Her treatise on stylish academic writing is a few years
old now, but it's very well judged: a sort of updated version of
Orwell's modern translation of Ecclesiastes, also bringing to mind Alan Sokal's great skewering of meaningless postmodern jargon.
It doesn't surprise me that she was inspired to write her manifesto on style — which appeared in Studies in Higher Education and which she expanded into a book — by her experiences in education, which tends to be one of the most jargon-heavy, outsider-excluding disciplines. A lot of people in education — and not just
higher education — would do well to study her wise witticisms like "The
crucial question for academic writers is not how to avoid jargon
altogether but how to keep language at once precise and rich", "The old
myth that impersonal = objective = scientifically superior still holds
firm in many social scientists' minds" and "Stylish prose favours the
reader, whereas stodgy prose favours the writer".
Much of the text I now work with could best be described as defensive: everything
is hedged with an 'and/or' or an 'if appropriate' or a 'while ensuring specified guidelines are followed at all times'. Writers of passive, bureaucratic stuff like this think they're
covering their backs, but really they're just patronising
and annoying their readers (not that we couldn't all do with losing a bit of flab).
Academic writing, like political communications, is
fundamentally different from corporate or organisational material in
that its main purpose is usually to persuade the reader of the value of
an idea, rather than just to convey information. As such, it needs to be stylish as well as clear.

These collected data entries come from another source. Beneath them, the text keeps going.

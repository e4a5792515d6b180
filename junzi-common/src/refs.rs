//! Passage reference strings and their ordering
//!
//! Grammar: `chapter-number ":" passage-number ["." sentence-number]`.
//! Works scraped as a single page carry bare `passage-number` refs.
//!
//! Two renumbering schemes exist for split paragraphs:
//! - **Shift**: `7:3` split in three becomes `7:3`, `7:4`, `7:5`; later
//!   passages move up by two.
//! - **Dotted**: `7:3` split in three becomes `7:3.1`, `7:3.2`, `7:3.3`;
//!   later passages keep their numbers.
//!
//! A work uses one scheme throughout; shift is the canonical default.

use std::cmp::Ordering;
use std::fmt;
use std::str::FromStr;

use serde::{Deserialize, Serialize};

use crate::{Error, Result};

/// Reference numbering scheme for split passages
#[derive(Debug, Clone, Copy, PartialEq, Eq, Default, Serialize, Deserialize)]
#[serde(rename_all = "lowercase")]
pub enum RefScheme {
    /// Split parts become sibling passage numbers; later passages shift up
    #[default]
    Shift,
    /// Split parts get a sentence suffix; later passages are untouched
    Dotted,
}

impl RefScheme {
    /// Dotted if any parseable ref carries a sentence number, shift otherwise
    pub fn infer<'a>(refs: impl IntoIterator<Item = &'a str>) -> Self {
        let dotted = refs
            .into_iter()
            .filter_map(|r| r.parse::<PassageRef>().ok())
            .any(|r| r.sentence.is_some());
        if dotted {
            RefScheme::Dotted
        } else {
            RefScheme::Shift
        }
    }

    pub fn as_str(&self) -> &'static str {
        match self {
            RefScheme::Shift => "shift",
            RefScheme::Dotted => "dotted",
        }
    }
}

impl fmt::Display for RefScheme {
    fn fmt(&self, f: &mut fmt::Formatter<'_>) -> fmt::Result {
        f.write_str(self.as_str())
    }
}

impl FromStr for RefScheme {
    type Err = String;

    fn from_str(s: &str) -> std::result::Result<Self, Self::Err> {
        match s.trim().to_ascii_lowercase().as_str() {
            "shift" => Ok(RefScheme::Shift),
            "dotted" => Ok(RefScheme::Dotted),
            other => Err(format!("unknown ref scheme '{}' (expected shift or dotted)", other)),
        }
    }
}

/// Parsed passage reference
#[derive(Debug, Clone, PartialEq, Eq, Hash)]
pub struct PassageRef {
    /// Echo of the chapter's display number; absent on single-page works
    pub chapter: Option<String>,
    pub passage: u32,
    pub sentence: Option<u32>,
}

impl PassageRef {
    pub fn new(chapter: Option<&str>, passage: u32, sentence: Option<u32>) -> Self {
        Self {
            chapter: chapter.map(str::to_string),
            passage,
            sentence,
        }
    }

    /// Ordering key within a chapter: passage number, then sentence number
    /// with an absent sentence number sorting first
    pub fn sort_key(&self) -> (u32, Option<u32>) {
        (self.passage, self.sentence)
    }

    /// Compare two refs of the same chapter by reading order
    pub fn reading_order(&self, other: &Self) -> Ordering {
        self.sort_key().cmp(&other.sort_key())
    }

    pub fn is_dotted(&self) -> bool {
        self.sentence.is_some()
    }

    pub fn with_passage(&self, passage: u32) -> Self {
        Self {
            chapter: self.chapter.clone(),
            passage,
            sentence: self.sentence,
        }
    }

    pub fn with_sentence(&self, sentence: Option<u32>) -> Self {
        Self {
            chapter: self.chapter.clone(),
            passage: self.passage,
            sentence,
        }
    }
}

fn parse_positive(field: &str, raw: &str, whole: &str) -> Result<u32> {
    if raw.is_empty() || !raw.bytes().all(|b| b.is_ascii_digit()) {
        return Err(Error::InvalidInput(format!(
            "ref '{}': {} '{}' is not a positive integer",
            whole, field, raw
        )));
    }
    match raw.parse::<u32>() {
        Ok(0) | Err(_) => Err(Error::InvalidInput(format!(
            "ref '{}': {} '{}' is out of range",
            whole, field, raw
        ))),
        Ok(n) => Ok(n),
    }
}

impl FromStr for PassageRef {
    type Err = Error;

    fn from_str(s: &str) -> Result<Self> {
        let (chapter, rest) = match s.split_once(':') {
            Some((chapter, rest)) => {
                if chapter.is_empty() {
                    return Err(Error::InvalidInput(format!(
                        "ref '{}': empty chapter number",
                        s
                    )));
                }
                (Some(chapter.to_string()), rest)
            }
            None => (None, s),
        };

        let (passage, sentence) = match rest.split_once('.') {
            Some((passage, sentence)) => (
                parse_positive("passage number", passage, s)?,
                Some(parse_positive("sentence number", sentence, s)?),
            ),
            None => (parse_positive("passage number", rest, s)?, None),
        };

        Ok(Self {
            chapter,
            passage,
            sentence,
        })
    }
}

impl fmt::Display for PassageRef {
    fn fmt(&self, f: &mut fmt::Formatter<'_>) -> fmt::Result {
        if let Some(chapter) = &self.chapter {
            write!(f, "{}:", chapter)?;
        }
        write!(f, "{}", self.passage)?;
        if let Some(sentence) = self.sentence {
            write!(f, ".{}", sentence)?;
        }
        Ok(())
    }
}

Higher education is more competitive than ever: a huge amount of
research is now published, and most of it is excruciatingly boring and narrow enough to interest only a very few readers, if any. To stand out,
academics need to be able to produce original work that draws from all
sorts of areas, and to sell it in an engaging way.
One of her complaints
is how rarely academics with interesting personal stories to tell actually let
their own views and experiences come through in their writing (not a
problem many journalists have). This fine piece of Swordsmanship shows why it's
worth putting the effort in to bring your own voice out, even if she
gets a bit carried away sometimes (funky cowboy boots and purple hair,
eh?).
Finally, note how often the names of superstar academics
cropped up in the survey of stylish peers: Pinker, Schama, Dawkins. Do
they, having won fame, feel less constrained by the rules (or myths)
holding back other academics: or did their stylish,
ranging writing win them a big audience in the first place?